• **Task item**
Below are entries; count the lines containing the string "destination". The answer is that number alone.

• **Listed records**
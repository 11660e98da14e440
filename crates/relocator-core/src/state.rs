//! Relocation state types.

use std::path::{Path, PathBuf};

use serde::{Deserialize, Serialize};
use strum::{Display, EnumIter};

/// Phase of a relocation, carrying the fields that are legal in that phase.
#[derive(Debug, Clone, Default, PartialEq, Eq, Serialize, Deserialize)]
#[serde(tag = "state", rename_all = "lowercase")]
pub enum TransferState {
    /// Nothing staged.
    #[default]
    Idle,
    /// A destination is staged and waiting for the user to confirm.
    Confirm { target: PathBuf },
    /// The backend is relocating to `target`.
    Loading { target: PathBuf, copy_existing: bool },
    /// The last relocation to `target` failed; confirming again retries it.
    Error { target: PathBuf, message: String },
    /// The relocation succeeded.
    Success,
    /// The old directory was cleaned up.
    Delete,
}

impl TransferState {
    /// The fieldless kind of this state.
    pub fn kind(&self) -> TransferStateKind {
        match self {
            Self::Idle => TransferStateKind::Idle,
            Self::Confirm { .. } => TransferStateKind::Confirm,
            Self::Loading { .. } => TransferStateKind::Loading,
            Self::Error { .. } => TransferStateKind::Error,
            Self::Success => TransferStateKind::Success,
            Self::Delete => TransferStateKind::Delete,
        }
    }

    /// The staged destination, present only in Confirm, Loading and Error.
    pub fn target(&self) -> Option<&Path> {
        match self {
            Self::Confirm { target } | Self::Loading { target, .. } | Self::Error { target, .. } => {
                Some(target)
            }
            _ => None,
        }
    }
}

/// Fieldless mirror of [`TransferState`] for display and comparison.
#[derive(Debug, Clone, Copy, PartialEq, Eq, Display, EnumIter, Serialize, Deserialize)]
#[strum(serialize_all = "lowercase")]
#[serde(rename_all = "lowercase")]
pub enum TransferStateKind {
    Idle,
    Confirm,
    Loading,
    Error,
    Success,
    Delete,
}

/// Most recent progress sample reported by the transfer engine.
///
/// Values are forwarded verbatim; `completed_units <= total_units` is not enforced.
#[derive(Debug, Clone, Copy, Default, PartialEq, Eq, Serialize, Deserialize)]
pub struct TransferProgress {
    /// Units (files) transferred so far.
    pub completed_units: u64,
    /// Units (files) to transfer in total.
    pub total_units: u64,
}

impl TransferProgress {
    /// Create a progress sample.
    pub fn new(completed_units: u64, total_units: u64) -> Self {
        Self {
            completed_units,
            total_units,
        }
    }

    /// Completed share in `0.0..=1.0` (or above, if the backend over-reports).
    pub fn fraction(&self) -> f64 {
        if self.total_units > 0 {
            self.completed_units as f64 / self.total_units as f64
        } else {
            0.0
        }
    }
}

/// An old root directory retained after a successful relocation.
#[derive(Debug, Clone, PartialEq, Eq, Serialize, Deserialize)]
pub struct PendingDelete {
    /// Directory awaiting deletion.
    pub path: PathBuf,
    /// Set while a deletion request for `path` is outstanding.
    pub deleting: bool,
}

impl PendingDelete {
    pub fn new(path: impl Into<PathBuf>) -> Self {
        Self {
            path: path.into(),
            deleting: false,
        }
    }
}

/// The coordinator's mutable state.
#[derive(Debug, Clone, Default, PartialEq, Eq, Serialize, Deserialize)]
pub struct RelocationRecord {
    /// Current phase.
    #[serde(flatten)]
    pub state: TransferState,
    /// Root directory in effect before the in-flight or most recent relocation.
    pub previous_directory: Option<PathBuf>,
    /// Old root directory awaiting cleanup.
    pub pending_delete: Option<PendingDelete>,
    /// Most recent progress sample.
    pub progress: TransferProgress,
}

impl RelocationRecord {
    /// Current phase kind.
    pub fn kind(&self) -> TransferStateKind {
        self.state.kind()
    }

    pub fn target_directory(&self) -> Option<&Path> {
        self.state.target()
    }

    /// Failure detail, present only in the Error state.
    pub fn last_error(&self) -> Option<&str> {
        match &self.state {
            TransferState::Error { message, .. } => Some(message),
            _ => None,
        }
    }

    pub fn pending_delete_directory(&self) -> Option<&Path> {
        self.pending_delete.as_ref().map(|p| p.path.as_path())
    }

    /// Whether a deletion of the old directory is outstanding.
    pub fn is_deleting(&self) -> bool {
        self.pending_delete.as_ref().is_some_and(|p| p.deleting)
    }

    /// Whether the record is in its initial shape.
    pub fn is_initial(&self) -> bool {
        *self == Self::default()
    }
}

• **Response for this exercise**
2